Onticide’s erasure, then, would highlight the original death of [B]lackness at the center of humanism. Humanism is fractured by this interdiction on [B]lackness, and it is this fracturing that produces the field of human difference and uniqueness. In a word, ontology is made possible by the death of [B]lackness—onticide. The erasure draws attention to this fact.

Onticide offers a methodological way to claim an impossible difference, an opportunity to demarcate the excess of violence that undergirds anti-Black social libidinal economies while still attending to the multiple positionalities that the subject exposed to violent precarity may occupy. Importantly, it does not seek to reconcile the ontological category of the human with Blackness; rather, it disavows the ultimate utility of this reconciliation, enjoining us to think beyond the discursive confines of humanist discourses predicated upon the exclusion of Black bodies.

Warren’s text, as well as the methodological intervention his onticide offers, brings a productive challenge to the terms on which my analysis has proceeded. Insofar as I have attended to the disproportionate featuring of Black women as the content of racialized reaction GIFs in this discussion, the methodological imperative of an onticidal analysis would ask me to rethink the questions I have asked in some, though not all, of the following ways: How does the racialized reaction GIF further aggrandize the surplus violence to which Black women are exposed? That is to say, how does this violence for which we lack a conceivable grammar or ontological cipher come to necessarily condition the very possibility of the “ontological,” thereby making the lived experiences of Black women exceedingly violent? Or, to bridge Warren’s analysis with one more attuned to the questions of media studies, how must we rethink the GIF’d Black woman? That is, how does the transformation of Black women into the content of GIFs further confound the ontological matrix of humanism and its recuperative impossibilities? What is it about the transformation into GIF content that marks out the specificity of this excess of violence against Black women, an excess of an excess of violence that is anti-Blackness under a racist American order of things?

The generative possibilities of an onticidal reading of the racialized reaction GIF are many, and it is to Warren’s robust critical endeavors that I will turn in my further developments of this line of inquiry. I cannot deny that I am in full accord with his conclusion about the impossibility of reconciling Blackness with the ontological space of the human; American histories of race-based genocide are the gruesome backdrop of countless moments of racialized precarity. The question of the surplus is equally compelling, particularly with regard to the possibilities of reconfiguring or resisting the herculean violence of a racist state and racist social order.
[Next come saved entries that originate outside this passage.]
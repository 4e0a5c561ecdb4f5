// Copyright 2025 the Isoscape Authors
// SPDX-License-Identifier: Apache-2.0 OR MIT

//! Heights of points on sloped tiles, and the inverse used for fine picking.

use core::fmt;

use crate::{Corners, RealPoint, Slope, TileMetrics, VirtualPoint};

/// A sub-tile coordinate outside `[0, unit)`.
#[derive(Copy, Clone, Debug, PartialEq, Eq)]
pub struct OutsideTile {
    /// Requested x offset inside the tile.
    pub x: i32,
    /// Requested y offset inside the tile.
    pub y: i32,
}

impl fmt::Display for OutsideTile {
    fn fmt(&self, f: &mut fmt::Formatter<'_>) -> fmt::Result {
        write!(f, "offset ({}, {}) lies outside the tile", self.x, self.y)
    }
}

impl core::error::Error for OutsideTile {}

/// `p / q` rounded half up, for `q > 0`.
fn round_div(p: i32, q: i32) -> i32 {
    (2 * p + q).div_euclid(2 * q)
}

/// `value` rounded half up, without `std`'s float intrinsics.
#[expect(
    clippy::cast_possible_truncation,
    reason = "fine offsets are a few dozen pixels; out of range values saturate and get clamped"
)]
fn round_half_up(value: f32) -> i32 {
    let shifted = value + 0.5;
    let truncated = shifted as i32;
    if (truncated as f32) > shifted {
        truncated.saturating_sub(1)
    } else {
        truncated
    }
}

#[expect(
    clippy::cast_possible_truncation,
    reason = "inputs are small pixel offsets"
)]
fn truncate(value: f32) -> i32 {
    value as i32
}

/// Plain isometric inverse with integer division, as used on flat faces.
fn flat_inverse(r_x: i32, r_y: i32) -> (f32, f32) {
    let fx = ((2 * r_y - r_x) / 4) as f32;
    let fy = (r_x as f32 + fx * 2.0) / 2.0;
    (fx, fy)
}

impl TileMetrics {
    /// Height of the surface at offset `(x, y)` inside a tile of the given slope,
    /// measured from the tile's lowest corner, in pixels.
    ///
    /// `(0, 0)` is the north corner; `x` runs towards the west corner and `y`
    /// towards the east corner. Both must be in `[0, unit)`.
    ///
    /// ```
    /// use isoscape_geom::{Slope, TileMetrics};
    ///
    /// let m = TileMetrics::new(64, 32, 8);
    /// assert_eq!(m.height_on_slope(Slope::Ne, 0, 0), Ok(8));
    /// assert_eq!(m.height_on_slope(Slope::Sw, 0, 0), Ok(0));
    /// assert!(m.height_on_slope(Slope::Flat, 16, 0).is_err());
    /// ```
    pub fn height_on_slope(&self, slope: Slope, x: i32, y: i32) -> Result<i32, OutsideTile> {
        let l = self.unit();
        if !(0..l).contains(&x) || !(0..l).contains(&y) {
            return Err(OutsideTile { x, y });
        }
        let h = self.slope_height();
        // Every face is planar, so each case is `numerator / l` rounded.
        let numerator = match slope {
            Slope::Flat => 0,
            Slope::Ne => h * l - h * x,
            Slope::Sw => h * x,
            Slope::Es => h * y,
            Slope::Wn => h * l - h * y,
            Slope::N => {
                if x + y >= l {
                    0
                } else {
                    h * l - h * x - h * y
                }
            }
            Slope::S => {
                if x + y <= l {
                    0
                } else {
                    h * x + h * y - h * l
                }
            }
            Slope::W => {
                if x < y {
                    0
                } else {
                    h * x - h * y
                }
            }
            Slope::E => {
                if x > y {
                    0
                } else {
                    h * y - h * x
                }
            }
            Slope::We => {
                if x + y >= l {
                    2 * h * l - h * x - h * y
                } else {
                    h * x + h * y
                }
            }
            Slope::Ns => {
                if x < y {
                    h * l - h * y + h * x
                } else {
                    h * l - h * x + h * y
                }
            }
            Slope::Nes => {
                if x <= y {
                    h * l
                } else {
                    h * l - h * x + h * y
                }
            }
            Slope::Swn => {
                if x >= y {
                    h * l
                } else {
                    h * l - h * y + h * x
                }
            }
            Slope::Esw => {
                if x + y <= l {
                    h * x + h * y
                } else {
                    h * l
                }
            }
            Slope::Wne => {
                if x + y <= l {
                    h * l
                } else {
                    2 * h * l - h * x - h * y
                }
            }
        };
        Ok(round_div(numerator, l))
    }

    /// Recovers the sub-tile position of a pixel already known to lie inside a tile.
    ///
    /// `point` is relative to the tile's bounding rectangle as used by
    /// [`SlopeGeometry::test`](crate::SlopeGeometry::test), before it is shifted
    /// down by the tile's elevation, and `min_height` is the height of the tile's
    /// lowest corner in steps. The
    /// result is clamped to the tile: `x` and `y` in `[0, unit)` and `z` in
    /// `[0, slope_height]`. Expect a pixel or two of error near edges.
    #[must_use]
    pub fn fine_position(&self, slope: Slope, point: RealPoint, min_height: i32) -> VirtualPoint {
        let sh = self.slope_height();
        let unit = self.unit();
        let r_x = point.x - self.tile_height();
        let r_y = point.y + (min_height + slope.corner_offset(Corners::N)) * sh;

        let h = sh as f32;
        let l = unit as f32;
        let a = l / h;
        let rx = r_x as f32;
        let ry = r_y as f32;
        let follow = |fx: f32| (rx + fx * 2.0) / 2.0;
        // Run along x when the face tilts along x, along y otherwise.
        let along_x = |ry: f32, tilt: f32, denominator: f32| {
            let fx = (2.0 * l * ry - l * rx + tilt * h * rx) / denominator;
            (fx, follow(fx))
        };

        let (fx, fy, fz) = match slope {
            Slope::Flat => {
                let (fx, fy) = flat_inverse(r_x, r_y);
                (fx, fy, 0.0)
            }
            Slope::Ne => {
                let fx = (2.0 * ry - rx) / ((4.0 * a + 2.0) / a);
                (fx, follow(fx), h - fx / a)
            }
            Slope::Sw => {
                let fx = (2.0 * ry - rx) / ((4.0 * a - 2.0) / a);
                (fx, follow(fx), fx / a)
            }
            Slope::Es => {
                let fy = (2.0 * ry + rx) / ((4.0 * a - 2.0) / a);
                ((-rx + fy * 2.0) / 2.0, fy, fy / a)
            }
            Slope::Wn => {
                let fy = (2.0 * ry + rx) / ((4.0 * a + 2.0) / a);
                ((-rx + fy * 2.0) / 2.0, fy, h - fy / a)
            }
            Slope::N => {
                if ry >= h + l {
                    let (fx, fy) = flat_inverse(r_x, r_y - sh);
                    (fx, fy, 0.0)
                } else {
                    let (fx, fy) = along_x(ry, -1.0, 4.0 * (l + h));
                    (fx, fy, (l * h - fx * h - h * fy) / l)
                }
            }
            Slope::S => {
                if ry >= l {
                    let ry = truncate(ry - l / 2.0) as f32;
                    let (fx, fy) = along_x(ry, 1.0, 4.0 * (l - h));
                    (fx, fy, (l * h - fx * h - h * fy) / -l)
                } else {
                    let (fx, fy) = flat_inverse(r_x, r_y);
                    (fx, fy, 0.0)
                }
            }
            Slope::W => {
                if r_x >= 0 {
                    let (fx, fy) = flat_inverse(r_x, r_y);
                    (fx, fy, 0.0)
                } else {
                    let (fx, fy) = along_x(ry, -1.0, 4.0 * l);
                    (fx, fy, (h * fx - h * fy) / l)
                }
            }
            Slope::E => {
                if r_x <= 0 {
                    let (fx, fy) = flat_inverse(r_x, r_y);
                    (fx, fy, 0.0)
                } else {
                    let (fx, fy) = along_x(ry, 1.0, 4.0 * l);
                    (fx, fy, (h * fy - h * fx) / l)
                }
            }
            Slope::We => {
                if ry > h {
                    let (fx, fy) = along_x(ry + l, -1.0, 4.0 * (l + h));
                    (fx, fy, (h * fx + h * fy - 2.0 * h * l) / -l)
                } else {
                    let (fx, fy) = along_x(ry, 1.0, 4.0 * (l - h));
                    (fx, fy, (h * fx + h * fy) / l)
                }
            }
            Slope::Ns => {
                if r_x <= 0 {
                    let (fx, fy) = along_x(ry, 1.0, 4.0 * l);
                    (fx, fy, (l * h - h * fx + h * fy) / l)
                } else {
                    let (fx, fy) = along_x(ry, -1.0, 4.0 * l);
                    (fx, fy, (-l * h + h * fy - h * fx) / -l)
                }
            }
            Slope::Nes => {
                if r_x < 0 {
                    let (fx, fy) = along_x(ry, 1.0, 4.0 * l);
                    (fx, fy, (l * h - h * fx + h * fy) / l)
                } else {
                    let (fx, fy) = flat_inverse(r_x, r_y);
                    (fx, fy, h)
                }
            }
            Slope::Swn => {
                if r_x <= 0 {
                    let (fx, fy) = flat_inverse(r_x, r_y);
                    (fx, fy, h)
                } else {
                    let (fx, fy) = along_x(ry, -1.0, 4.0 * l);
                    (fx, fy, (-l * h + h * fy - h * fx) / -l)
                }
            }
            Slope::Esw => {
                if ry >= h {
                    let (fx, fy) = flat_inverse(r_x, r_y + sh);
                    (fx, fy, h)
                } else {
                    let (fx, fy) = along_x(ry, 1.0, 4.0 * (l - h));
                    (fx, fy, (h * fx + h * fy) / l)
                }
            }
            Slope::Wne => {
                if ry <= l {
                    let (fx, fy) = flat_inverse(r_x, r_y);
                    (fx, fy, h)
                } else {
                    let (fx, fy) = along_x(ry + h, -1.0, 4.0 * (l + h));
                    (fx, fy, (h * fx + h * fy - 2.0 * h * l) / -l)
                }
            }
        };

        VirtualPoint::new(
            round_half_up(fx).clamp(0, unit - 1),
            round_half_up(fy).clamp(0, unit - 1),
            round_half_up(fz).clamp(0, sh),
        )
    }
}
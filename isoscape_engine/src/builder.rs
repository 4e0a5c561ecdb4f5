// Copyright 2025 the Isoscape Authors
// SPDX-License-Identifier: Apache-2.0 OR MIT

use alloc::boxed::Box;

use isoscape_geom::{RealPoint, SlopeGeometry, TileMetrics, VirtualPoint, to_real};
use isoscape_index::{GridLayout, MapCorners, SpatialIndex};
use isoscape_map::{HeightPolicy, Map, TileFactory};
use isoscape_render::{Renderer, SpriteList};
use isoscape_scene::{DrawOrder, SceneComposer};

use crate::{Collaborator, ConfigError, Engine, EngineConfig};

/// Assembles an [`Engine`] from its configuration and collaborators.
///
/// `D` is the tile payload, `U` the scene object data, `R` the renderer and
/// `P` the height policy. Every collaborator must be supplied before
/// [`build`](Self::build).
pub struct EngineBuilder<D, U, R, P> {
    config: EngineConfig,
    renderer: Option<R>,
    policy: Option<P>,
    factory: Option<Box<dyn TileFactory<D>>>,
    sprite_order: Option<Box<dyn DrawOrder<U>>>,
    text_order: Option<Box<dyn DrawOrder<U>>>,
}

impl<D, U, R, P> core::fmt::Debug for EngineBuilder<D, U, R, P> {
    fn fmt(&self, f: &mut core::fmt::Formatter<'_>) -> core::fmt::Result {
        f.debug_struct("EngineBuilder")
            .field("config", &self.config)
            .field("renderer", &self.renderer.is_some())
            .field("policy", &self.policy.is_some())
            .field("factory", &self.factory.is_some())
            .field("sprite_order", &self.sprite_order.is_some())
            .field("text_order", &self.text_order.is_some())
            .finish()
    }
}

impl<D, U, R, P> EngineBuilder<D, U, R, P>
where
    D: Default,
    R: Renderer<D, U>,
    P: HeightPolicy<D>,
{
    /// Starts a builder with `config` and no collaborators.
    #[must_use]
    pub fn new(config: EngineConfig) -> Self {
        Self {
            config,
            renderer: None,
            policy: None,
            factory: None,
            sprite_order: None,
            text_order: None,
        }
    }

    /// Sets the renderer.
    #[must_use]
    pub fn renderer(mut self, renderer: R) -> Self {
        self.renderer = Some(renderer);
        self
    }

    /// Sets the height policy.
    #[must_use]
    pub fn policy(mut self, policy: P) -> Self {
        self.policy = Some(policy);
        self
    }

    /// Sets the factory the map's tiles are built with.
    #[must_use]
    pub fn tile_factory(mut self, factory: impl TileFactory<D> + 'static) -> Self {
        self.factory = Some(Box::new(factory));
        self
    }

    /// Sets the draw order of sprite objects.
    #[must_use]
    pub fn sprite_order(mut self, order: impl DrawOrder<U> + 'static) -> Self {
        self.sprite_order = Some(Box::new(order));
        self
    }

    /// Sets the draw order of text objects.
    #[must_use]
    pub fn text_order(mut self, order: impl DrawOrder<U> + 'static) -> Self {
        self.text_order = Some(Box::new(order));
        self
    }

    /// Validates the configuration and builds the engine.
    ///
    /// The map starts flat, and the viewport is centered on the map's north
    /// corner.
    pub fn build(self) -> Result<Engine<D, U, R, P>, ConfigError> {
        let config = self.config;
        config.validate()?;
        let missing = ConfigError::MissingCollaborator;
        let renderer = self.renderer.ok_or(missing(Collaborator::Renderer))?;
        let policy = self.policy.ok_or(missing(Collaborator::HeightPolicy))?;
        let mut factory = self.factory.ok_or(missing(Collaborator::TileFactory))?;
        let sprite_order = self
            .sprite_order
            .ok_or(missing(Collaborator::SpriteOrder))?;
        let text_order = self.text_order.ok_or(missing(Collaborator::TextOrder))?;

        let metrics = TileMetrics::new(config.tile_width, config.tile_height, config.slope_height);
        let unit = metrics.unit();
        let map = Map::new(
            config.map_width,
            config.map_height,
            config.max_height,
            &mut *factory,
        );
        let corners = MapCorners::for_map(
            unit,
            config.max_height,
            config.map_width,
            config.map_height,
        );
        let layout = GridLayout::new(&corners, config.viewport_width, config.viewport_height);

        let start = config.max_height * unit;
        let center = VirtualPoint::ground(start, start);
        let half = RealPoint::new(config.viewport_width / 2, config.viewport_height / 2);
        let offset = to_real(center) - half;

        tracing::debug!(
            columns = map.columns(),
            rows = map.rows(),
            cells = layout.cell_count(),
            "engine built"
        );

        Ok(Engine {
            scene: SceneComposer::new(config.sprite_capacity, config.text_capacity),
            tile_sprites: SpriteList::with_capacity(config.sprites_per_tile),
            geometry: SlopeGeometry::new(metrics),
            index: SpatialIndex::new(layout),
            metrics,
            map,
            renderer,
            policy,
            sprite_order,
            text_order,
            center,
            offset,
            config,
        })
    }
}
How the excess of surplus is recuperated and made to function within the social-symbolic cannot be monolithically determined with regard to the present or to any unfolding futures. Excess, in its violent exorbitance, may also function as the fault line that may undermine the modes in which the social captures that excess for its own employ. These questions are opened by Warren’s notion of onticide, and an examination of their implications is a necessary next step in this work.

  1. I have altered the title of Warren’s text slightly, abbreviating one of the words with only its first letter. I have done so because I see no critical value in my reproducing that word, regardless of its being positioned in a text that critically engages the murderous racism the term symbolizes and performs. A link has been appended to access Warren’s text, which provides the title in its entirety.